Many line managers are ambivalent about the function of Human Resources. On one hand, most of them want their HR people to be involved in key strategic decisions; conversely, they want to ensure that whatever they do is not perceived as an “HR program.”
Managers often rely on HR partners to help them build an effective team, but then chafe at HR for forcing them to “follow the process.” Ram Charan, an Indian-American business consultant, argued in a recent HBR article that many line managers are disappointed in their HR people.
Many factors influence this complex, multi-dimensional relationship, but it seems three distinctive factors contribute the most to it. These are: role confusion, lack of understanding of human capital processes by line managers and a lack of understanding of business processes and pressures by HR.
Dave Ulrich, a management professor based at the Ross School of Business, studies how organisations develop capabilities of their personnel through leveraging human resources.
He pointed out almost 20 years ago in his book, “Human Resource Champions”, that HR has four roles: administrative expert, employee advocate, strategic business partner, and change agent. In some cases, an HR person specializes in just one of these roles (e.g. manager of an HR call center is basically focused on the administrative role).
Other HR professionals function as generalists, switching between the roles. When they and their management partners are not explicit about which role is being played, this creates misunderstandings.
For example, an HR practitioner helping a team streamline a number of key planning activities switches the discussion from process mapping to employee performance assessment. Managers can become puzzled and frustrated by this shift, because they felt that this HR task is hindering them.
However, the HR practitioner is simply concerned about whether team actions will eliminate some positions and wants the matter handled in a fair and equitable manner. The role shifted from “change agent” to “employee advocate”.
Because this role shift is not communicated explicitly, teams can become upset at the abrupt change. This tends to happen frequently with HR generalists who play multiple roles. When roles are being played at without rationale or by explicit communication, managers can become confused and frustrated. HR is then blamed by managers for ineffective support
Many managers don’t accept their own accountability for managing human capital. Rather, they want to shift responsibility to HR. They avoid or delay HR activities (e.g. candidate interviews, performance assessments, employee feedback discussions, compensation reviews, responses to engagement surveys, etc.)

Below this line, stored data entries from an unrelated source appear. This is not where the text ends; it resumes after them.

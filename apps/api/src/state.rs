use std::sync::Arc;

use crate::config::Config;
use crate::export::ExportService;
use crate::payment::PaymentGate;
use crate::render::TemplateRenderer;
use crate::session::SessionStore;
use crate::suggest::SuggestClient;

/// Shared application state injected into all route handlers via Axum extractors.
#[derive(Clone)]
pub struct AppState {
    /// All live editing sessions. Memory-only; nothing survives a restart.
    pub sessions: SessionStore,
    pub suggest: SuggestClient,
    /// Pluggable rasterizer collaborator. Default: HttpExportService.
    pub export: Arc<dyn ExportService>,
    /// Pluggable payment collaborator. Default: SimulatedPixGate.
    pub payment: Arc<dyn PaymentGate>,
    /// Compiled layout templates, built once at startup.
    pub renderer: Arc<TemplateRenderer>,
    pub config: Config,
}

This avoidance is often based on a lack of time, skills or interest. Or rooted in anxiety moving into challenging interpersonal territory. This leaves HR people acting like “process police”, chasing after recalcitrant line managers. Naturally, this doesn’t enhance the relationship.
Many HR people lack understanding of their company’s business, or the pressures facing its managers. Many HR people can’t explain their firm’s business model, competitive industry context or critical product issues. The firms key financial metrics may as well be quantum physics to most HR practitioners.
Few organisations encourage rotation between HR and line business roles. Due to this, most HR practitioners become functional or technical experts, missing out on fundamental principles of the business.
In the absence of this understanding, it becomes difficult for HR practitioners to contextualise the critical human capital processes for managers. In turn, managers don’t know how to prioritise human capital processes or use them as a value-added function.
These issues aren’t impossible to resolve. Both sides have to make an effort at understanding each others roles. Line managers have to accept that human capital management is a significant aspect of their job that can’t be delegated or deferred.
HR professionals have to understand with greater depth the business need and performance challenges facing line managers. Additionally, both stakeholders need to be explicit about what specific roles HR needs to function in at any given time.
HR managers need to engage and interact with their business peers, spending more time with businesspeople and less time with HR counterparts. Aim to understand their job roles, concerns and aspirations. Ultimately, its about a rapport with them and insight into their role in the organisation.
Line managers need to ensure HR colleagues are engaged in their business reviews and encouraged to contribute in both human capital issues and business decisions. Their insights and background in human-driven processes may even come with fresh perspectives.
Ultimately, this communication benefits not just both sides of the divide, but the company as a whole.